**TASK INSTRUCTIONS:** Output the records exactly, with no line skipped.

(Stored data)
####################

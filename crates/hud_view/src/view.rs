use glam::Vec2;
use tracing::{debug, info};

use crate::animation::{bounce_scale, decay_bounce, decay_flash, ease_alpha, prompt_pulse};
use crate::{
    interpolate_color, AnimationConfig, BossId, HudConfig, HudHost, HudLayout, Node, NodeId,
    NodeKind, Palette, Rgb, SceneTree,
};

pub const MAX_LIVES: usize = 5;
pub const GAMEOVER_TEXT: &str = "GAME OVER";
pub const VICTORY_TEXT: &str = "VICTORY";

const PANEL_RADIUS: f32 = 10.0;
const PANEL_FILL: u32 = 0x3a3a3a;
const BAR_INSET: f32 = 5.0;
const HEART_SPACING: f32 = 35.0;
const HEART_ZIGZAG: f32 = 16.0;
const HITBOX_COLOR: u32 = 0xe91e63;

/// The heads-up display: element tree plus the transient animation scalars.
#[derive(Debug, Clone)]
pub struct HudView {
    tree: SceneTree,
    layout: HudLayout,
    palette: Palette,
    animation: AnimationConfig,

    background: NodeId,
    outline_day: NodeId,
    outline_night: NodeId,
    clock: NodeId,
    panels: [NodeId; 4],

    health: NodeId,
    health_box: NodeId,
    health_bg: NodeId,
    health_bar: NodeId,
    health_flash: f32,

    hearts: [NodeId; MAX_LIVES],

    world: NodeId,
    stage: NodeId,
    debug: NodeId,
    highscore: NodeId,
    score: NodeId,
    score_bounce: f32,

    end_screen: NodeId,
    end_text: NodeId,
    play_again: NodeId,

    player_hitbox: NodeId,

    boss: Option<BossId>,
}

####################

**TASK RESULT:**
filename crates/hud_view/src/view.rs
use glam::Vec2;
use tracing::{debug, info};

use crate::animation::{bounce_scale, decay_bounce, decay_flash, ease_alpha, prompt_pulse};
use crate::{
    interpolate_color, AnimationConfig, BossId, HudConfig, HudHost, HudLayout, Node, NodeId,
    NodeKind, Palette, Rgb, SceneTree,
};

pub const MAX_LIVES: usize = 5;
pub const GAMEOVER_TEXT: &str = "GAME OVER";
pub const VICTORY_TEXT: &str = "VICTORY";

const PANEL_RADIUS: f32 = 10.0;
const PANEL_FILL: u32 = 0x3a3a3a;
const BAR_INSET: f32 = 5.0;
const HEART_SPACING: f32 = 35.0;
const HEART_ZIGZAG: f32 = 16.0;
const HITBOX_COLOR: u32 = 0xe91e63;

/// The heads-up display: element tree plus the transient animation scalars.
#[derive(Debug, Clone)]
pub struct HudView {
    tree: SceneTree,
    layout: HudLayout,
    palette: Palette,
    animation: AnimationConfig,

    background: NodeId,
    outline_day: NodeId,
    outline_night: NodeId,
    clock: NodeId,
    panels: [NodeId; 4],

    health: NodeId,
    health_box: NodeId,
    health_bg: NodeId,
    health_bar: NodeId,
    health_flash: f32,

    hearts: [NodeId; MAX_LIVES],

    world: NodeId,
    stage: NodeId,
    debug: NodeId,
    highscore: NodeId,
    score: NodeId,
    score_bounce: f32,

    end_screen: NodeId,
    end_text: NodeId,
    play_again: NodeId,

    player_hitbox: NodeId,

    boss: Option<BossId>,
}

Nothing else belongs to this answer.